Data shown below:
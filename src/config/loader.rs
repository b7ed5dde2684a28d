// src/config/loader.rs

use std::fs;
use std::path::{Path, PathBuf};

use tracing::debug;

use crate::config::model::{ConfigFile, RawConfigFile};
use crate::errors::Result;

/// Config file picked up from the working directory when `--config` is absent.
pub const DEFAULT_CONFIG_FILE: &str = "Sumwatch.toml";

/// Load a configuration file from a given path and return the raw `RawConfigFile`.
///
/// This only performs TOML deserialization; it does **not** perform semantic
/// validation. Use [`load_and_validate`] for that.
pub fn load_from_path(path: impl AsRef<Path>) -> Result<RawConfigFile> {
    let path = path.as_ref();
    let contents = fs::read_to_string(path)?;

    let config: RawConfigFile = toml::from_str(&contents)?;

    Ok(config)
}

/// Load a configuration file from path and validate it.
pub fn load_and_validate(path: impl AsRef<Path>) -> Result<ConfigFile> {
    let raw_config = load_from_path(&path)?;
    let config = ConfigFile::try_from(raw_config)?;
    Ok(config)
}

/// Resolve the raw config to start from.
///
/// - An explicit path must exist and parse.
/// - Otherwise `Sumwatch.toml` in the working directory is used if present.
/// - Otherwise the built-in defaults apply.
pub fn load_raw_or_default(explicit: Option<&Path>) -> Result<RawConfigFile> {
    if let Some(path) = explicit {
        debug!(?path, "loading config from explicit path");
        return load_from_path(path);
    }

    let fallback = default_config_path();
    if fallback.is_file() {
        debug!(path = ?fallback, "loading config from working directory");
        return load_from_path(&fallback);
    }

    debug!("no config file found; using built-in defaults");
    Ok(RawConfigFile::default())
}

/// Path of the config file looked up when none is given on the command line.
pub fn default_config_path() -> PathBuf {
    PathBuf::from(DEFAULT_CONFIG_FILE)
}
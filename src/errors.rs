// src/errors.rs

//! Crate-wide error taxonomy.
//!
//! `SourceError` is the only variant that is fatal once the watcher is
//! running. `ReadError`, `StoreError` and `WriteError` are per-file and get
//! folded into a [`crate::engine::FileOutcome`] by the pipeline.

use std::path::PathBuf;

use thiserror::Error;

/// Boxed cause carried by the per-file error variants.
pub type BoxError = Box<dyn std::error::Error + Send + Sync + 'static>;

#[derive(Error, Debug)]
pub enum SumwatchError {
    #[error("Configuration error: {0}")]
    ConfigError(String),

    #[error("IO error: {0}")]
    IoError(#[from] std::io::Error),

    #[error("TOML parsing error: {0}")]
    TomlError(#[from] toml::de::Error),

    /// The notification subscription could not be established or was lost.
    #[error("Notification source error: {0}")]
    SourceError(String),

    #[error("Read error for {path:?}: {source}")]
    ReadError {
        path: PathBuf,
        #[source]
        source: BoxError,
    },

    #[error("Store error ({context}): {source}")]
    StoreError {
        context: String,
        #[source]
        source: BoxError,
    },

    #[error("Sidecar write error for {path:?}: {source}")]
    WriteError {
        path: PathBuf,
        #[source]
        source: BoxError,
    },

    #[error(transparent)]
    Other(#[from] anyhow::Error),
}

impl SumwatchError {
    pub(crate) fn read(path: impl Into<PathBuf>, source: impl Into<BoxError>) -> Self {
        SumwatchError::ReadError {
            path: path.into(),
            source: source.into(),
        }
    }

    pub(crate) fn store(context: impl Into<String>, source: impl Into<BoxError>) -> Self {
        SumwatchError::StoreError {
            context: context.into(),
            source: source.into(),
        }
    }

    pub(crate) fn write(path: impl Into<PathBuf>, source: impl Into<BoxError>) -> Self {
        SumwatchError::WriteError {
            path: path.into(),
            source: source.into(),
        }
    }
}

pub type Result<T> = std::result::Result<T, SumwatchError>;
End of Data shown.
Data shown below:
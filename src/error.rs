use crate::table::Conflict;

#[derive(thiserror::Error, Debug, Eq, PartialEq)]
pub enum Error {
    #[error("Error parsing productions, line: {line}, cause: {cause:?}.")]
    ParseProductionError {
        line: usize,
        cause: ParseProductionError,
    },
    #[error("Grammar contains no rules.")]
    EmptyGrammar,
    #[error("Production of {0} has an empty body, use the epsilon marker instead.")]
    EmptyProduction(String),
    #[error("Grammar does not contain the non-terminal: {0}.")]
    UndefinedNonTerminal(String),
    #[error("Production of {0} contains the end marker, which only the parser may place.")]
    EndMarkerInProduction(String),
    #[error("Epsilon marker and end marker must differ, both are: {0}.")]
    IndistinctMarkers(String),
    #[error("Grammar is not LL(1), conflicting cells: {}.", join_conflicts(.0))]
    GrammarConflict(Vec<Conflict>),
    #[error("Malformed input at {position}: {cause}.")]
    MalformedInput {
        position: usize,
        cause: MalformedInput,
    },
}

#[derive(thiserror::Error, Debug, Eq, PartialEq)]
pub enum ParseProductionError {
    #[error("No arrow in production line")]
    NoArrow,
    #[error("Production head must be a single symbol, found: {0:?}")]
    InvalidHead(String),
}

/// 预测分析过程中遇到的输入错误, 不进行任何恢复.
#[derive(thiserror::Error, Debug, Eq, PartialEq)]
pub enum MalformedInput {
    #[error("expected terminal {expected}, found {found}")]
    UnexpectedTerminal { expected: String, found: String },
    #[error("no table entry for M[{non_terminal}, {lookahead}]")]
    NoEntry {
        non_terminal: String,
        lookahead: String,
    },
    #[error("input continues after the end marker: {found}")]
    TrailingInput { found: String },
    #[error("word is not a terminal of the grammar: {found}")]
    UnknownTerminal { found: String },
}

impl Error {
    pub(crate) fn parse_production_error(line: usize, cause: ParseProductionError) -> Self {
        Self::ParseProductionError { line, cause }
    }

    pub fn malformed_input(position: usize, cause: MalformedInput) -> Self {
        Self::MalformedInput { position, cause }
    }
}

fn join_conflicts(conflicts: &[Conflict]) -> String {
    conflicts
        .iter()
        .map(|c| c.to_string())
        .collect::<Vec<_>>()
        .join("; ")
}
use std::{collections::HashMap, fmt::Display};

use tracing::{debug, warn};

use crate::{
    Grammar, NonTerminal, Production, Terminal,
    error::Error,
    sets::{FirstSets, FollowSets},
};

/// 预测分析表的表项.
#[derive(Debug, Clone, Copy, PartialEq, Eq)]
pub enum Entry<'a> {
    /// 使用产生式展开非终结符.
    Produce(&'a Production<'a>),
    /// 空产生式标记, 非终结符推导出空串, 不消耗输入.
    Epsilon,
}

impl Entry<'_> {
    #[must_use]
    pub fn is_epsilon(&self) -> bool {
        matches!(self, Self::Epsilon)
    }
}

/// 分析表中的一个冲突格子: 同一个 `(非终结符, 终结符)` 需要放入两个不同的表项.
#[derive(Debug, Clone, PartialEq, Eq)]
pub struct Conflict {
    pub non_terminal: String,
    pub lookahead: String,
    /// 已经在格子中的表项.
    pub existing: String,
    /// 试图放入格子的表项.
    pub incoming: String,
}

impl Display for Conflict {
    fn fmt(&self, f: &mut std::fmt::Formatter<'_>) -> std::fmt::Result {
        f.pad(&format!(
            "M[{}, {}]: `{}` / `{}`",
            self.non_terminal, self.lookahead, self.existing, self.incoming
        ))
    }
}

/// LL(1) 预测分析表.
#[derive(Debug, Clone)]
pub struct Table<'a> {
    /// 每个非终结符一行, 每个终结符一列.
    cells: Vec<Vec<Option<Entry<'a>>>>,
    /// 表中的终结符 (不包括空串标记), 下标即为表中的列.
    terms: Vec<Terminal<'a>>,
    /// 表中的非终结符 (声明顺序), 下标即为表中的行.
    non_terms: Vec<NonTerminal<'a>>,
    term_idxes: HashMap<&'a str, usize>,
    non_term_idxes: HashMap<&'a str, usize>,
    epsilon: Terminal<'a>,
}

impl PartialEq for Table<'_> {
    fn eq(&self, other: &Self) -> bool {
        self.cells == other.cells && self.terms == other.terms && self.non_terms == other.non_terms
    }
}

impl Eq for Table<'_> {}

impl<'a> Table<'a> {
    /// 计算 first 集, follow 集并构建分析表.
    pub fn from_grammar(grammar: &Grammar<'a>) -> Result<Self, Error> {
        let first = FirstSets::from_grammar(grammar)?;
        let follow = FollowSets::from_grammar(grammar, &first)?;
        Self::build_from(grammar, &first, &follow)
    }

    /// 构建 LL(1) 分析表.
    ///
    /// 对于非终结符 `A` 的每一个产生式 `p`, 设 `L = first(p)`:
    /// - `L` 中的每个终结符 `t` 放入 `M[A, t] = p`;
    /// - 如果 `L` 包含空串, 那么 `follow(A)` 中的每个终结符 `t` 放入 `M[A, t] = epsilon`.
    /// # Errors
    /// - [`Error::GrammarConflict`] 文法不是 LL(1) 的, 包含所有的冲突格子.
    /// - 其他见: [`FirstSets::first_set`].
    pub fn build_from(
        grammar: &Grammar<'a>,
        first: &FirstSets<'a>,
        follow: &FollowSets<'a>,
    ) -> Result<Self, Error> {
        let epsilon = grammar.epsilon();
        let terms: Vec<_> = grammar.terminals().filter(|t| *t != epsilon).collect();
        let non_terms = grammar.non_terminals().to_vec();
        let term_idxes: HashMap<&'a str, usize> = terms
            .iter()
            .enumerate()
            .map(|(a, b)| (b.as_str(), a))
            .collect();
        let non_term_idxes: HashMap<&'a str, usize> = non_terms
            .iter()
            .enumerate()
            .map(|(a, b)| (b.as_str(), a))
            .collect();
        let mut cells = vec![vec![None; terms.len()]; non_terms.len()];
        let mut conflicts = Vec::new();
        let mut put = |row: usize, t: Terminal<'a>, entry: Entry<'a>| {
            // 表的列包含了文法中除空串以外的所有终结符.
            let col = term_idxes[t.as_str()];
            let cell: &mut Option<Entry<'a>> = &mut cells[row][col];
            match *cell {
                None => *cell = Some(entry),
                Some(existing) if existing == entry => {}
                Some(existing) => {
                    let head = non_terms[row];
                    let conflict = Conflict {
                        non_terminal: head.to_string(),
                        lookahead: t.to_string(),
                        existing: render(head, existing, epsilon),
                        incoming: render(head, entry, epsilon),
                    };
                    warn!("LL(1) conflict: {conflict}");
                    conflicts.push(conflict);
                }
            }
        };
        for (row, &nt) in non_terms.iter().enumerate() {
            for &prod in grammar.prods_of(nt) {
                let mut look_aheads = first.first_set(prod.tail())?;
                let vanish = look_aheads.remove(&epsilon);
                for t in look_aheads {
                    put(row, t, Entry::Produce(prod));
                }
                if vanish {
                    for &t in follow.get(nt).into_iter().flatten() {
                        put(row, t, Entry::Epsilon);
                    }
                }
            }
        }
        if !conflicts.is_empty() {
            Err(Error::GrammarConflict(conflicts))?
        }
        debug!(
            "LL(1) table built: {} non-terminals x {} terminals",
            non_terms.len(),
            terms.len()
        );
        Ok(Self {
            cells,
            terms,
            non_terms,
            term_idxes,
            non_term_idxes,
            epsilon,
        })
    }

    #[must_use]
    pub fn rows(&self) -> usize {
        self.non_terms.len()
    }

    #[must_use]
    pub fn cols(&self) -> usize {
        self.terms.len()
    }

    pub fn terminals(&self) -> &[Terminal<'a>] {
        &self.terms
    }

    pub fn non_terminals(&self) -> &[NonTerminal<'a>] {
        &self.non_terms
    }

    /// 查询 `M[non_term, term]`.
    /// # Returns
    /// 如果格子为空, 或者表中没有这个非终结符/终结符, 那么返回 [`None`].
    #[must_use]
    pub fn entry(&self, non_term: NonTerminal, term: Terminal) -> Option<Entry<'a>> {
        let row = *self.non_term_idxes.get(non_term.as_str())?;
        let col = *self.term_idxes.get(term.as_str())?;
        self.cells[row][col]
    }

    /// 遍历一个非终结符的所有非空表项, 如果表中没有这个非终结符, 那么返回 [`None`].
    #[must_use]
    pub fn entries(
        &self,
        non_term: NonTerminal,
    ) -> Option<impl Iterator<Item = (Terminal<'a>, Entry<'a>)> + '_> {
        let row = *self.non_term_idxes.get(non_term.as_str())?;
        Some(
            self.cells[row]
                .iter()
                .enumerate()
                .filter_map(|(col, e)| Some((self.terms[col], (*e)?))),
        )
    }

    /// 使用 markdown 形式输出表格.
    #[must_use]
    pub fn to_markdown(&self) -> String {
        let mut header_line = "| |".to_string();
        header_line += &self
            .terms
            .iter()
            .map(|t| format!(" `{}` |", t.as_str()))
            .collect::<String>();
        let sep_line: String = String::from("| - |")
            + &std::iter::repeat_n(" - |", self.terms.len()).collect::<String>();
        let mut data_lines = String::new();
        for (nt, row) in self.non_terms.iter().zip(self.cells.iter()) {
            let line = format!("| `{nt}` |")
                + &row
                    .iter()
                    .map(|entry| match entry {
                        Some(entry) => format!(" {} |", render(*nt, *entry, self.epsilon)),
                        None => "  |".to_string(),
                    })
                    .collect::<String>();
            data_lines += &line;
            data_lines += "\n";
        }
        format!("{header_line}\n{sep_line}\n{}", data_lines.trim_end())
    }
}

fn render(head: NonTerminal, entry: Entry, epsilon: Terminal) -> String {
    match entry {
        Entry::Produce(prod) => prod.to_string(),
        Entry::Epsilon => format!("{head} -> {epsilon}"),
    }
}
End of Data shown.
Data shown below:
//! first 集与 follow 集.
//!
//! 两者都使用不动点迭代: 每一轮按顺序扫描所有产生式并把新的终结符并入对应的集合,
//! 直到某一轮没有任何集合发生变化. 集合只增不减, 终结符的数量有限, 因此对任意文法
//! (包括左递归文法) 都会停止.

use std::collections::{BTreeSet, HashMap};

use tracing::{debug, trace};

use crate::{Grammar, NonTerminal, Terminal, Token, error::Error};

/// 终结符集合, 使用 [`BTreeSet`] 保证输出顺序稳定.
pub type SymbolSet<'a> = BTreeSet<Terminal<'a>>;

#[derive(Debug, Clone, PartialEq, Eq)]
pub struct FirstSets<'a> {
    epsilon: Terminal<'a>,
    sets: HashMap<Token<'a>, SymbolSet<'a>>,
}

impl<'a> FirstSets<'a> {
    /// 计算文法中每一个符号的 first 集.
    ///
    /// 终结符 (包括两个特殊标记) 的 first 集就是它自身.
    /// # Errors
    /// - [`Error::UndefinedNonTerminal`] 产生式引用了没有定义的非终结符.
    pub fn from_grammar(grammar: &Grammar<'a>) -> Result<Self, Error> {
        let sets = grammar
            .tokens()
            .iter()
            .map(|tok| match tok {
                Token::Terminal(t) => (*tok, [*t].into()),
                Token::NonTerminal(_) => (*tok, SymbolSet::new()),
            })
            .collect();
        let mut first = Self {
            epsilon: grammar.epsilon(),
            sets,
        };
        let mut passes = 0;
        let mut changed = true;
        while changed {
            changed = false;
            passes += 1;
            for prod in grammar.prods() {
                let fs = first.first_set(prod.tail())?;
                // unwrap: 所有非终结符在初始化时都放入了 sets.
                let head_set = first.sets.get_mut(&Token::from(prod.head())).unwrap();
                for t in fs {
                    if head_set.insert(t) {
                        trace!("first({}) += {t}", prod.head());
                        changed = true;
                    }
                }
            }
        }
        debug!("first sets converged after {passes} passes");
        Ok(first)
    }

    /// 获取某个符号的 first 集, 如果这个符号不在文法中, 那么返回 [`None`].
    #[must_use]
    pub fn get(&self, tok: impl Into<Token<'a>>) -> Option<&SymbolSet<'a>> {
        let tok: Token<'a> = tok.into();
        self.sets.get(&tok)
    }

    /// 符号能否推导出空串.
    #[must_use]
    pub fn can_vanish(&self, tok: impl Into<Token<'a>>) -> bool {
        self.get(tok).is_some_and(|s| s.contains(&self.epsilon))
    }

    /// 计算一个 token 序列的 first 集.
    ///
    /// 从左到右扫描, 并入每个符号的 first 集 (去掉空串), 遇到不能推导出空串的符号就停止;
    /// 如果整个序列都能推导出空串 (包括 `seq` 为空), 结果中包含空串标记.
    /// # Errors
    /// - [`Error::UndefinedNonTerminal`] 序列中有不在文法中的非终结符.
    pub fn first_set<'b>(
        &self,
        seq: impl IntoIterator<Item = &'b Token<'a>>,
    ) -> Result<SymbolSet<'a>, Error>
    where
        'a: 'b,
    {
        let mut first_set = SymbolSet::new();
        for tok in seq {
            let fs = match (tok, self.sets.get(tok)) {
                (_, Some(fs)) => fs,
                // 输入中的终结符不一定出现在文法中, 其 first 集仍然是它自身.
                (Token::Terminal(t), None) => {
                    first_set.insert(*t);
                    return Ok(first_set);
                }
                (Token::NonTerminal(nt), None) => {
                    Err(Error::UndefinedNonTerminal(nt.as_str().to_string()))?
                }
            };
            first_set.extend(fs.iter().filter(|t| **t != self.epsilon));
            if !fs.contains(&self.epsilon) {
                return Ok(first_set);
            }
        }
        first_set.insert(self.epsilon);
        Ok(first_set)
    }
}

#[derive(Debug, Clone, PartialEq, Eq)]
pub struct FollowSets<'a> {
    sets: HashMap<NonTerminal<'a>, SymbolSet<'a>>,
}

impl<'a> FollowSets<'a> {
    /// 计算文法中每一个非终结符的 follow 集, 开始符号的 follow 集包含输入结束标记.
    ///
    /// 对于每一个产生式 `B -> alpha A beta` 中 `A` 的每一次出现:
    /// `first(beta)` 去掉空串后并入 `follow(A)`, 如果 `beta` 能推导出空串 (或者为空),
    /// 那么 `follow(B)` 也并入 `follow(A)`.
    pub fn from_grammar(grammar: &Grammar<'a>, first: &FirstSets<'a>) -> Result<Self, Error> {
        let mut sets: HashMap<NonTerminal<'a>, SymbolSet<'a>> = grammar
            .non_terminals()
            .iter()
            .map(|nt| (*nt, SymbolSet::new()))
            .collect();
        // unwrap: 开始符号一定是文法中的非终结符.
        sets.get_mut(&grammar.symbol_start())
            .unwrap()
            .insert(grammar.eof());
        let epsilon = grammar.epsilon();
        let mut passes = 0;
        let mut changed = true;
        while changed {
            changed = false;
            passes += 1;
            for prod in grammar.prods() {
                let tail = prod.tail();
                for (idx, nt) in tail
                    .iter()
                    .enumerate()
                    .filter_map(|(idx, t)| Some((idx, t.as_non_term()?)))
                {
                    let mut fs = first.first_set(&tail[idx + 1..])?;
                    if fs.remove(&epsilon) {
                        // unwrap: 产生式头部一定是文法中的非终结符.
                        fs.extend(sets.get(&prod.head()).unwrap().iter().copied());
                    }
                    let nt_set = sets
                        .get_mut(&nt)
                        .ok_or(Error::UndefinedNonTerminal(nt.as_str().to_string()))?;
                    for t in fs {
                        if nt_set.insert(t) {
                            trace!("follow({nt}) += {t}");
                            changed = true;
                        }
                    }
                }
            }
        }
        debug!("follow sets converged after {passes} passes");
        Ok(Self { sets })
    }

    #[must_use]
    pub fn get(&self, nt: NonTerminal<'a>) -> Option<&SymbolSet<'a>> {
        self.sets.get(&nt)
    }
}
End of Data shown.
> [What to work on]: Look above for the line containing "filename src/config/loader.rs". Output from there through the line containing "does **not** perform semantic", exactly and inclusively.

> [Answer]:
filename src/config/loader.rs
repository b7ed5dde2684a28d
// src/config/loader.rs

use std::fs;
use std::path::{Path, PathBuf};

use tracing::debug;

use crate::config::model::{ConfigFile, RawConfigFile};
use crate::errors::Result;

/// Config file picked up from the working directory when `--config` is absent.
pub const DEFAULT_CONFIG_FILE: &str = "Sumwatch.toml";

/// Load a configuration file from a given path and return the raw `RawConfigFile`.
///
/// This only performs TOML deserialization; it does **not** perform semantic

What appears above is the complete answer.